| Task to carry out |
Copy out every entry precisely.

-- Records for the exercise follows --

use std::collections::BTreeMap;

use async_trait::async_trait;
use intake_spec::{Answer, Position, ProgressSession, SessionKey};
use time::OffsetDateTime;
use tokio::sync::RwLock;

use crate::{Mutation, ProgressStore, StoreError};

/// Process-local store backed by a map.
#[derive(Debug, Default)]
pub struct MemoryStore {
    sessions: RwLock<BTreeMap<SessionKey, ProgressSession>>,
}

impl MemoryStore {
    pub fn new() -> Self {
        Self::default()
    }

    /// Store pre-populated with `sessions`, keyed by their participant and gender.
    pub fn with_sessions(sessions: impl IntoIterator<Item = ProgressSession>) -> Self {
        Self {
            sessions: RwLock::new(
                sessions
                    .into_iter()
                    .map(|session| (session.key(), session))
                    .collect(),
            ),
        }
    }

    pub async fn len(&self) -> usize {
        self.sessions.read().await.len()
    }

    pub async fn is_empty(&self) -> bool {
        self.sessions.read().await.is_empty()
    }

    async fn mutate(&self, key: &SessionKey, mutation: Mutation<'_>) -> Result<(), StoreError> {
        let mut sessions = self.sessions.write().await;
        let session = sessions
            .get_mut(key)
            .ok_or_else(|| StoreError::NotFound(key.to_string()))?;
        mutation.apply(session)
    }
}

#[async_trait]
impl ProgressStore for MemoryStore {
    async fn get_session(&self, key: &SessionKey) -> Result<Option<ProgressSession>, StoreError> {
        Ok(self.sessions.read().await.get(key).cloned())
    }

    async fn create_session(&self, session: &ProgressSession) -> Result<(), StoreError> {
        let key = session.key();
        let mut sessions = self.sessions.write().await;
        if sessions.contains_key(&key) {
            return Err(StoreError::AlreadyExists(key.to_string()));
        }
        sessions.insert(key, session.clone());
        Ok(())
    }

    async fn save_answer(&self, key: &SessionKey, answer: &Answer) -> Result<(), StoreError> {
        self.mutate(key, Mutation::Answer(answer)).await
    }

    async fn update_position(
        &self,
        key: &SessionKey,
        position: Position,
        at: OffsetDateTime,
    ) -> Result<(), StoreError> {
        self.mutate(key, Mutation::Position(position, at)).await
    }

    async fn mark_complete(&self, key: &SessionKey, at: OffsetDateTime) -> Result<(), StoreError> {
        self.mutate(key, Mutation::Complete(at)).await
    }

    async fn reset_session(&self, key: &SessionKey) -> Result<(), StoreError> {
        self.sessions.write().await.remove(key);
        Ok(())
    }
}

-- Records for the exercise concluded --

| Solution |
use std::collections::BTreeMap;

use async_trait::async_trait;
use intake_spec::{Answer, Position, ProgressSession, SessionKey};
use time::OffsetDateTime;
use tokio::sync::RwLock;

use crate::{Mutation, ProgressStore, StoreError};

/// Process-local store backed by a map.
#[derive(Debug, Default)]
pub struct MemoryStore {
    sessions: RwLock<BTreeMap<SessionKey, ProgressSession>>,
}

impl MemoryStore {
    pub fn new() -> Self {
        Self::default()
    }

    /// Store pre-populated with `sessions`, keyed by their participant and gender.
    pub fn with_sessions(sessions: impl IntoIterator<Item = ProgressSession>) -> Self {
        Self {
            sessions: RwLock::new(
                sessions
                    .into_iter()
                    .map(|session| (session.key(), session))
                    .collect(),
            ),
        }
    }

    pub async fn len(&self) -> usize {
        self.sessions.read().await.len()
    }

    pub async fn is_empty(&self) -> bool {
        self.sessions.read().await.is_empty()
    }

    async fn mutate(&self, key: &SessionKey, mutation: Mutation<'_>) -> Result<(), StoreError> {
        let mut sessions = self.sessions.write().await;
        let session = sessions
            .get_mut(key)
            .ok_or_else(|| StoreError::NotFound(key.to_string()))?;
        mutation.apply(session)
    }
}

#[async_trait]
impl ProgressStore for MemoryStore {
    async fn get_session(&self, key: &SessionKey) -> Result<Option<ProgressSession>, StoreError> {
        Ok(self.sessions.read().await.get(key).cloned())
    }

    async fn create_session(&self, session: &ProgressSession) -> Result<(), StoreError> {
        let key = session.key();
        let mut sessions = self.sessions.write().await;
        if sessions.contains_key(&key) {
            return Err(StoreError::AlreadyExists(key.to_string()));
        }
        sessions.insert(key, session.clone());
        Ok(())
    }

    async fn save_answer(&self, key: &SessionKey, answer: &Answer) -> Result<(), StoreError> {
        self.mutate(key, Mutation::Answer(answer)).await
    }

    async fn update_position(
        &self,
        key: &SessionKey,
        position: Position,
        at: OffsetDateTime,
    ) -> Result<(), StoreError> {
        self.mutate(key, Mutation::Position(position, at)).await
    }

    async fn mark_complete(&self, key: &SessionKey, at: OffsetDateTime) -> Result<(), StoreError> {
        self.mutate(key, Mutation::Complete(at)).await
    }

    async fn reset_session(&self, key: &SessionKey) -> Result<(), StoreError> {
        self.sessions.write().await.remove(key);
        Ok(())
    }
}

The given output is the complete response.